Assignment:
Please write out, exactly as given, every line of the entries below up to and including the line with "let operators = match".

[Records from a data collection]
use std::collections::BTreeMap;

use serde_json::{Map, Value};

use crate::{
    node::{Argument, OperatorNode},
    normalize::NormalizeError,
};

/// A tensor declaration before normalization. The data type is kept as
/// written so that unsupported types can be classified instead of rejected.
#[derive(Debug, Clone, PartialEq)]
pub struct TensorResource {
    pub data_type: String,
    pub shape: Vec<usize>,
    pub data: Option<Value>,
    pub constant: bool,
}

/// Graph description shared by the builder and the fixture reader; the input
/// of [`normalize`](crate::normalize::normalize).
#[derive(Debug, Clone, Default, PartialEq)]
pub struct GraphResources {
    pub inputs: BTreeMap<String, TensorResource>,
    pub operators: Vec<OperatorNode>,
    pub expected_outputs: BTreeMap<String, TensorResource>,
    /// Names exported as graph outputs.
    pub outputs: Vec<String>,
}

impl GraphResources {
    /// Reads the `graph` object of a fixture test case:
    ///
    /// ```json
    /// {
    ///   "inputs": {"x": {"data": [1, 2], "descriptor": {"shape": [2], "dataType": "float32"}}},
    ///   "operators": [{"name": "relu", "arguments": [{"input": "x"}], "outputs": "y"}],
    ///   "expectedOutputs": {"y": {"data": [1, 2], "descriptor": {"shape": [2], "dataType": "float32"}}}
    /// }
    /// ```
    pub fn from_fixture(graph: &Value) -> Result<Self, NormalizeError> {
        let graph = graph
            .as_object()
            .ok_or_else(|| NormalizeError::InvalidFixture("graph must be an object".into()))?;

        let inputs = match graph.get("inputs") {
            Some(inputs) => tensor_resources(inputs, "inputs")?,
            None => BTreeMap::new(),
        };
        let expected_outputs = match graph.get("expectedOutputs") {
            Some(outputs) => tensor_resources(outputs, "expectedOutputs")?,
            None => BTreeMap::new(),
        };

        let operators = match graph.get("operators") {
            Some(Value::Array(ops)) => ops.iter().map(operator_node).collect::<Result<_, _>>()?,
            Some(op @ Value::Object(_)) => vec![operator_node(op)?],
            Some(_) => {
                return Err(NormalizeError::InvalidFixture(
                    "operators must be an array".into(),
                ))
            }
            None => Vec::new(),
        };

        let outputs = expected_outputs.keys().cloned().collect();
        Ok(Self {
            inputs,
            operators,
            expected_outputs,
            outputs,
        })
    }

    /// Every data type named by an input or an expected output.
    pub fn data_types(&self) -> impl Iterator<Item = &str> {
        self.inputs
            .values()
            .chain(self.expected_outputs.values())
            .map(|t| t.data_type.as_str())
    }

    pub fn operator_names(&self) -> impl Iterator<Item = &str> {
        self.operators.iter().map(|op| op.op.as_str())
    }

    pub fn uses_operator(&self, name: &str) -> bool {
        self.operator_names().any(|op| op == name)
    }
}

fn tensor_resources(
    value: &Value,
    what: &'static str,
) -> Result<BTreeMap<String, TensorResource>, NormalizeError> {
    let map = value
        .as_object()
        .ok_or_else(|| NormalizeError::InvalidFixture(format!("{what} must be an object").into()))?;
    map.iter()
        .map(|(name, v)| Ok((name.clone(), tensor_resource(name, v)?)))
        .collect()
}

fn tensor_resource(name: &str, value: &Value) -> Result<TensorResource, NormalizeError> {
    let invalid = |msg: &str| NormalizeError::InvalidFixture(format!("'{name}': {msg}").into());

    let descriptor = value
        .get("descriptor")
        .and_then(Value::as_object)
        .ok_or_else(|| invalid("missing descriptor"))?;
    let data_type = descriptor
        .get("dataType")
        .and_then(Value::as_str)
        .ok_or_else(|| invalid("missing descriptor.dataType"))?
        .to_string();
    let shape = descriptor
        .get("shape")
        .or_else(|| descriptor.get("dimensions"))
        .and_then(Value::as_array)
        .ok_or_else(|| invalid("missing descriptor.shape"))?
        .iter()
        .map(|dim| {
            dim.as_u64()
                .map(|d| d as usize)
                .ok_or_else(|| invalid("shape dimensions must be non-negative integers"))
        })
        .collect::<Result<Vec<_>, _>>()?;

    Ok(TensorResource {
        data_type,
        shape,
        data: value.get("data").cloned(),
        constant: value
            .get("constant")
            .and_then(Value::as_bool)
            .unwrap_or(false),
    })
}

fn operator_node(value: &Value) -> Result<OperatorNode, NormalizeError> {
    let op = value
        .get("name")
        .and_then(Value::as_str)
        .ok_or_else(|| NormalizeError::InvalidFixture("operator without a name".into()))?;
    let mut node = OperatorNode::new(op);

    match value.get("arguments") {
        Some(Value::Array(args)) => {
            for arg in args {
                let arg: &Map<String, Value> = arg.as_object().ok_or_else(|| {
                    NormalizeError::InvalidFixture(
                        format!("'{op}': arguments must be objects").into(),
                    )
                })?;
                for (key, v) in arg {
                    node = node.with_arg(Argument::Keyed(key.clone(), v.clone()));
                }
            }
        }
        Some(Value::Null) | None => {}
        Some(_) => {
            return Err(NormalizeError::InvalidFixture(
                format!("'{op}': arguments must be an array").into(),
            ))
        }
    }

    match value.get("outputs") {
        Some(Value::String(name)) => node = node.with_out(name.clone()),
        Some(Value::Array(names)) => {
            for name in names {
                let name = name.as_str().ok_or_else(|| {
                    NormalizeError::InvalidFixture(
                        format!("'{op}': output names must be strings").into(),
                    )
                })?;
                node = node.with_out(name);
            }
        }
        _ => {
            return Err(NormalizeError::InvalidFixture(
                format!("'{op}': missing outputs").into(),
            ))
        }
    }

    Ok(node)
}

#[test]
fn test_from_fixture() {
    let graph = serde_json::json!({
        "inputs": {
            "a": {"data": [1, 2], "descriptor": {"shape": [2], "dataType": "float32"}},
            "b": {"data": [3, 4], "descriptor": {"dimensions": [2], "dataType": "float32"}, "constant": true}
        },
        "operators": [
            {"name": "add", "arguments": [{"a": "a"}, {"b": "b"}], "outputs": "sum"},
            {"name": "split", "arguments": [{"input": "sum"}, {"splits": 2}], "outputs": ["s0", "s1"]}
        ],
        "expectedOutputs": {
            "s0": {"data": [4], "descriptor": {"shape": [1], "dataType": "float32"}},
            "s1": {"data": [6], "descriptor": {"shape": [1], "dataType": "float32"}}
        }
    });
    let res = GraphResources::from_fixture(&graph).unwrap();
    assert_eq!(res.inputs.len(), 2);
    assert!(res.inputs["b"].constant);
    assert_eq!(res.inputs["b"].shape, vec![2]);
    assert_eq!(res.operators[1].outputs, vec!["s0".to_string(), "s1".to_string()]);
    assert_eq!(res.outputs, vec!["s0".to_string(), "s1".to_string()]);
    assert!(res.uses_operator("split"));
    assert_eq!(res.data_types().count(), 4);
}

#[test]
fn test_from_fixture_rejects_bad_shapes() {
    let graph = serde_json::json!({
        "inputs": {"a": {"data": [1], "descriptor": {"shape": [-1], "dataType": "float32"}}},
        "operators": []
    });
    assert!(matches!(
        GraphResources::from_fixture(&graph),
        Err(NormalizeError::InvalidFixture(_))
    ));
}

Your response:
use std::collections::BTreeMap;

use serde_json::{Map, Value};

use crate::{
    node::{Argument, OperatorNode},
    normalize::NormalizeError,
};

/// A tensor declaration before normalization. The data type is kept as
/// written so that unsupported types can be classified instead of rejected.
#[derive(Debug, Clone, PartialEq)]
pub struct TensorResource {
    pub data_type: String,
    pub shape: Vec<usize>,
    pub data: Option<Value>,
    pub constant: bool,
}

/// Graph description shared by the builder and the fixture reader; the input
/// of [`normalize`](crate::normalize::normalize).
#[derive(Debug, Clone, Default, PartialEq)]
pub struct GraphResources {
    pub inputs: BTreeMap<String, TensorResource>,
    pub operators: Vec<OperatorNode>,
    pub expected_outputs: BTreeMap<String, TensorResource>,
    /// Names exported as graph outputs.
    pub outputs: Vec<String>,
}

impl GraphResources {
    /// Reads the `graph` object of a fixture test case:
    ///
    /// ```json
    /// {
    ///   "inputs": {"x": {"data": [1, 2], "descriptor": {"shape": [2], "dataType": "float32"}}},
    ///   "operators": [{"name": "relu", "arguments": [{"input": "x"}], "outputs": "y"}],
    ///   "expectedOutputs": {"y": {"data": [1, 2], "descriptor": {"shape": [2], "dataType": "float32"}}}
    /// }
    /// ```
    pub fn from_fixture(graph: &Value) -> Result<Self, NormalizeError> {
        let graph = graph
            .as_object()
            .ok_or_else(|| NormalizeError::InvalidFixture("graph must be an object".into()))?;

        let inputs = match graph.get("inputs") {
            Some(inputs) => tensor_resources(inputs, "inputs")?,
            None => BTreeMap::new(),
        };
        let expected_outputs = match graph.get("expectedOutputs") {
            Some(outputs) => tensor_resources(outputs, "expectedOutputs")?,
            None => BTreeMap::new(),
        };

        let operators = match graph.get("operators") {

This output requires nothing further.